■ WHAT YOU ARE ASKED TO DO: Please copy every line below that contains the string "struct".

[ENTRIES PROVIDED]

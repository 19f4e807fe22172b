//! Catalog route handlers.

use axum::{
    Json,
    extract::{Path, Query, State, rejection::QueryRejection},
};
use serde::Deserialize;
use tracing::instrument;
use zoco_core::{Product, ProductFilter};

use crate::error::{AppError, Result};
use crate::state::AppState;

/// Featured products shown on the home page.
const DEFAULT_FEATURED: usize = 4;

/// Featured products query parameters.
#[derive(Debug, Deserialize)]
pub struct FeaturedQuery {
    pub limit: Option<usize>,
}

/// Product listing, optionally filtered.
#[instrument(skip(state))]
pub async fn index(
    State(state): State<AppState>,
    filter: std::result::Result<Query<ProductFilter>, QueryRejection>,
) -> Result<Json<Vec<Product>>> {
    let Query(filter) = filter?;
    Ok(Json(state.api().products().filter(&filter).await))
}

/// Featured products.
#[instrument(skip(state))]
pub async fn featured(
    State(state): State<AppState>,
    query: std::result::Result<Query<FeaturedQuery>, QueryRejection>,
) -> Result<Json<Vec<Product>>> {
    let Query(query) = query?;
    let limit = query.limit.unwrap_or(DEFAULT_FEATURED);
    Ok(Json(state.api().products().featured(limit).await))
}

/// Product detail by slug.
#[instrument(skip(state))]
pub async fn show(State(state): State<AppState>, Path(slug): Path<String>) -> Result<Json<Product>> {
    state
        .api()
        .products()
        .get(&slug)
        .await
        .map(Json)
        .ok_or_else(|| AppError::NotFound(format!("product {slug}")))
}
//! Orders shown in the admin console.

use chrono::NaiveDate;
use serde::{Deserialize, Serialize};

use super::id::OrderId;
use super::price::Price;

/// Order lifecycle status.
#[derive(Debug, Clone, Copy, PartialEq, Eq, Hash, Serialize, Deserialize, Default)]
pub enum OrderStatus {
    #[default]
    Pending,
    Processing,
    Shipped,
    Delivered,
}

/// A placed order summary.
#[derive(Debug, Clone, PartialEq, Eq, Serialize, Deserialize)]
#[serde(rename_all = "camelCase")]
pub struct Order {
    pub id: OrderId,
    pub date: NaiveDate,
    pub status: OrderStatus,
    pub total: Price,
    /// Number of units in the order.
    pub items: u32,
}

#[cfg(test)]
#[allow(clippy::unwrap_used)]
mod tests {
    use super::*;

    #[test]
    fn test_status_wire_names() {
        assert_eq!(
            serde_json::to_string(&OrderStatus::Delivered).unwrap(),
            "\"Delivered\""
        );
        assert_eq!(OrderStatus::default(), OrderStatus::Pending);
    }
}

[/ENTRIES PROVIDED]
[ENTRIES PROVIDED]

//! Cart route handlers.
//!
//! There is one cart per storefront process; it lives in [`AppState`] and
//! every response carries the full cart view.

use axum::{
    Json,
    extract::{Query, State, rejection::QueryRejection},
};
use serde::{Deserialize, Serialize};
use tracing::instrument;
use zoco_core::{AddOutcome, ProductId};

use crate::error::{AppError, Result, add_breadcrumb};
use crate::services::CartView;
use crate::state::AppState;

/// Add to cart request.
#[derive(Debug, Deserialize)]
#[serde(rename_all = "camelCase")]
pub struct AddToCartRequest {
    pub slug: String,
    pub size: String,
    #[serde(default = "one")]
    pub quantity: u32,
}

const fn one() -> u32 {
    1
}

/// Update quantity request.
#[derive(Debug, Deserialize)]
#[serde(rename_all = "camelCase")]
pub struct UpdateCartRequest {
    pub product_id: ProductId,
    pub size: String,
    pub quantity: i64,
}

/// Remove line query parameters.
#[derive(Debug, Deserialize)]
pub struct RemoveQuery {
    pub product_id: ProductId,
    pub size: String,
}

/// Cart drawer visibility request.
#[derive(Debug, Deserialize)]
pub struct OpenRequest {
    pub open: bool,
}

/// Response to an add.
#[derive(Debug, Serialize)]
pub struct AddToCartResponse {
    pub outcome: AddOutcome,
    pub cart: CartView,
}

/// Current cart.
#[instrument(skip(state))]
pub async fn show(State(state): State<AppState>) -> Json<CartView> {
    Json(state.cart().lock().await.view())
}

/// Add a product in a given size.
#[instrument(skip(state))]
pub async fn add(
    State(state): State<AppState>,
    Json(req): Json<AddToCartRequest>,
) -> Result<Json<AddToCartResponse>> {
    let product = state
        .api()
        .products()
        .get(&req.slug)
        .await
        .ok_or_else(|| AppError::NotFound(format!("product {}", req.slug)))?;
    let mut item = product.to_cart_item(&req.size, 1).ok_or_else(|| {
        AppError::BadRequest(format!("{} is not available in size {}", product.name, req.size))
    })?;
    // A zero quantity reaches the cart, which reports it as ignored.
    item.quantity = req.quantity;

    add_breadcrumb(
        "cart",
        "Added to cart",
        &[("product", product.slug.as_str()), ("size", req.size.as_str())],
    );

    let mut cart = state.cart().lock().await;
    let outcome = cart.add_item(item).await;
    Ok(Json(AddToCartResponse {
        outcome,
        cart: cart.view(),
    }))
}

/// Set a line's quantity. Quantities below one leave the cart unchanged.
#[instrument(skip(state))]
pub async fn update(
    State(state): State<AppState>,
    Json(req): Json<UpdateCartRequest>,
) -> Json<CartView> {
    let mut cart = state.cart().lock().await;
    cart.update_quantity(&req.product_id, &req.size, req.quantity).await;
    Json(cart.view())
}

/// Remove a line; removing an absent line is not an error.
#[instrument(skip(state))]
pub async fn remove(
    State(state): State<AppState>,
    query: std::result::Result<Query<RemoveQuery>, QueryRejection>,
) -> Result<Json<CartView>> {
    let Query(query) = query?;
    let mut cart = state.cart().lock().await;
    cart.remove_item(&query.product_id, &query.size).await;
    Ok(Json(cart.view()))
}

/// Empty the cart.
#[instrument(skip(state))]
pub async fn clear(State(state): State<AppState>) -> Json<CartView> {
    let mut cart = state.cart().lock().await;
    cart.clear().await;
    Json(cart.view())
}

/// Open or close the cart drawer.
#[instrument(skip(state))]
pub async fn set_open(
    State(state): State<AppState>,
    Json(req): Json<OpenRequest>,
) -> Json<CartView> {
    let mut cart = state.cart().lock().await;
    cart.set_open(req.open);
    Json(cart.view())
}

[/ENTRIES PROVIDED]

■ EXERCISE OUTPUT:
pub struct FeaturedQuery {
pub struct Order {
pub struct AddToCartRequest {
pub struct UpdateCartRequest {
pub struct RemoveQuery {
pub struct OpenRequest {
pub struct AddToCartResponse {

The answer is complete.